Now, post-financial crisis, the search for true diversification is on in earnest. Super funds got the message that correlations move up and down with time, spiking to one in a crisis, just when diversification is really needed. Ryan-Kane, Watson Wyatt’s Hong Kong-based head of portfolio advisory for Asia Pacific, who was in charge of fixed interest at the former County Investment Management at the time of writing the paper, says portfolios will get more “specific” in the strategies they employ. “The Living Room Effect still worries me a bit,” he says.

“The theory that the developing world will consume the rest of the world out of trouble seems over-optimistic.” By “specific” Ryan-Kane means that fiduciary investors will move to fewer strategies which will genuinely behave differently to each other in different scenarios. But the linkages between strategies, as we now well know, make it increasingly difficult to find genuinely uncorrelated investments. One of the ultimate conclusions is that investors should own less equities – both public and private.

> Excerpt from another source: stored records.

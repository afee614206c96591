//! Node indexing for export rendering.
//!
//! Flattens the tree into the list of node ids to render, recording the depth
//! each id was found at. Depth 0 is the direct children of canvases, or the
//! canvases themselves when canvases are included. The walk uses an explicit
//! stack so pathological nesting cannot overflow the call stack.

use super::Node;
use std::collections::{BTreeMap, BTreeSet};

/// Which nodes to collect.
#[derive(Debug, Clone, Default, PartialEq)]
pub struct IndexOptions {
    /// Deepest level to collect; `None` walks the whole tree
    pub depth: Option<usize>,
    /// Node types to collect; `None` collects all. Never stops descent.
    pub types: Option<BTreeSet<String>>,
    /// Collect canvases at depth 0 instead of their children
    pub include_canvas: bool,
}

impl IndexOptions {
    /// Every node at every depth
    pub fn unbounded(include_canvas: bool) -> Self {
        Self {
            depth: None,
            types: None,
            include_canvas,
        }
    }

    fn accepts_type(&self, node_type: &str) -> bool {
        self.types
            .as_ref()
            .map_or(true, |types| types.contains(node_type))
    }
}

/// Result of indexing a document.
#[derive(Debug, Clone, Default, PartialEq)]
pub struct NodeIndex {
    /// Collected ids in document order
    pub ids: Vec<String>,
    /// Ids grouped by depth
    pub depths: BTreeMap<usize, Vec<String>>,
    /// Deepest level holding at least one id
    pub max_depth: Option<usize>,
}

impl NodeIndex {
    /// Number of collected ids
    pub fn len(&self) -> usize {
        self.ids.len()
    }

    /// Whether nothing was collected
    pub fn is_empty(&self) -> bool {
        self.ids.is_empty()
    }

    /// Shallowest level holding at least one id
    pub fn min_depth(&self) -> Option<usize> {
        self.depths.keys().next().copied()
    }
}

/// Index the nodes under a document root.
pub fn index_nodes(root: &Node, options: &IndexOptions) -> NodeIndex {
    let mut index = NodeIndex::default();
    let mut stack: Vec<(&Node, usize)> = Vec::new();

    for canvas in root.children.iter().rev() {
        if options.include_canvas {
            stack.push((canvas, 0));
        } else {
            for child in canvas.children.iter().rev() {
                stack.push((child, 0));
            }
        }
    }

    while let Some((node, depth)) = stack.pop() {
        if options.accepts_type(&node.node_type) {
            index.ids.push(node.id.clone());
            index.depths.entry(depth).or_default().push(node.id.clone());
            index.max_depth = Some(index.max_depth.map_or(depth, |max| max.max(depth)));
        }

        if options.depth.map_or(true, |limit| depth < limit) {
            for child in node.children.iter().rev() {
                stack.push((child, depth + 1));
            }
        }
    }

    index
}
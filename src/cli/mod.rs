//! CLI command implementations

pub mod archive;
pub mod error;
pub mod failures;
pub mod sync;

pub use archive::{ArchiveArgs, Cli, Commands, OutputFormat};
pub use error::CliError;
pub use failures::FailuresArgs;
pub use sync::SyncArgs;
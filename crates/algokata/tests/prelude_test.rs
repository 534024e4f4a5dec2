//! Tests for the public prelude.
//!
//! Verifies that a single glob import exposes the whole catalog and
//! that every routine is callable through it.

use algokata::prelude::*;

/// Exercise each re-exported routine once through the prelude.
#[test]
fn test_prelude_exposes_catalog() {
    // Predicates
    assert!(is_positive(3));
    assert!(is_isosceles_triangle(4, 4, 6));
    assert!(can_queen_capture_king(Position::new(0, 0), Position::new(3, 3)));
    assert!(is_palindrome("level"));
    assert!(contains_digit(404, 4));

    // Selection
    assert_eq!(max_of_three(2, 9, 4), 9);
    assert_eq!(index_of("kata", '+'), -1);
    assert_eq!(balance_index(&[1, 2, 5, 3, 0]), 2);

    // Conversion
    assert_eq!(to_roman_numerals(14), "XIV");
    assert_eq!(spell_out_number("3.5"), "three point five");

    // Matrix
    let mut grid = spiral_matrix(2);
    assert_eq!(grid, vec![vec![1, 2], vec![4, 3]]);
    rotate_clockwise(&mut grid);
    assert_eq!(grid, vec![vec![4, 1], vec![3, 2]]);

    // Sequence
    let mut xs = vec![2, 1];
    sort_ascending(&mut xs);
    assert_eq!(xs, vec![1, 2]);
    assert_eq!(shuffle_chars("abcd", 1), "acbd");
    assert_eq!(next_bigger_number(102), 120);
}
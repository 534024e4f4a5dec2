//! Palindrome predicate.
//!
//! ## Purpose
//!
//! Decide whether a string reads the same forwards and backwards, by
//! exact character comparison. Case, whitespace, and punctuation all
//! count; `"Abcba"` is not a palindrome here.
//!
//! ## Design notes
//!
//! * The check walks a `Chars` iterator from both ends at once, so it
//!   compares Unicode scalar values rather than bytes and allocates
//!   nothing. Multi-byte characters compare as single units.
//! * The walk stops at the middle: odd-length strings leave one
//!   uncompared center character, which cannot break symmetry.

// ============================================================================
// Palindrome check
// ============================================================================

/// Returns `true` when `string` is an exact palindrome.
///
/// The empty string and single characters are palindromes trivially.
///
/// # Example
///
/// ```rust
/// use algokata::predicates::palindrome::is_palindrome;
///
/// assert!(is_palindrome("abcba"));
/// assert!(is_palindrome(""));
/// assert!(!is_palindrome("qweqwe"));
/// assert!(!is_palindrome("a ba")); // whitespace counts
/// ```
pub fn is_palindrome(string: &str) -> bool {
    let mut chars = string.chars();
    loop {
        match (chars.next(), chars.next_back()) {
            (Some(front), Some(back)) if front != back => return false,
            (Some(_), Some(_)) => {}
            // Ends met: either exhausted, or one center character left.
            _ => return true,
        }
    }
}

They will have to look for other return drivers, rather than dividends, which are the last call on profits. “The more things you own, the more likely they will correlate to one in bad times,” he says.

“There has not been enough thought given to the possibility that the things that have been diversified into are not as diversifying as they historically were.” Until the 1990s the world had very different financial systems in the US and Western Europe and the former USSR and China. Then all the privatisations which took place in Russia looked very much like classic Wall Street M&A behaviour. And China completely reinvented itself along the same sort of Western model. There are more than 60 countries involved in the manufacture of the iPod, driven by very small differences in relative competitive advantage, Ryan-Kane says. Another driver of more specific strategies will be the desire for simplicity and clarity. Some investors in Asia could not explain to their stakeholders why they had invested in some of the things they did, such as CDOs which went to zero.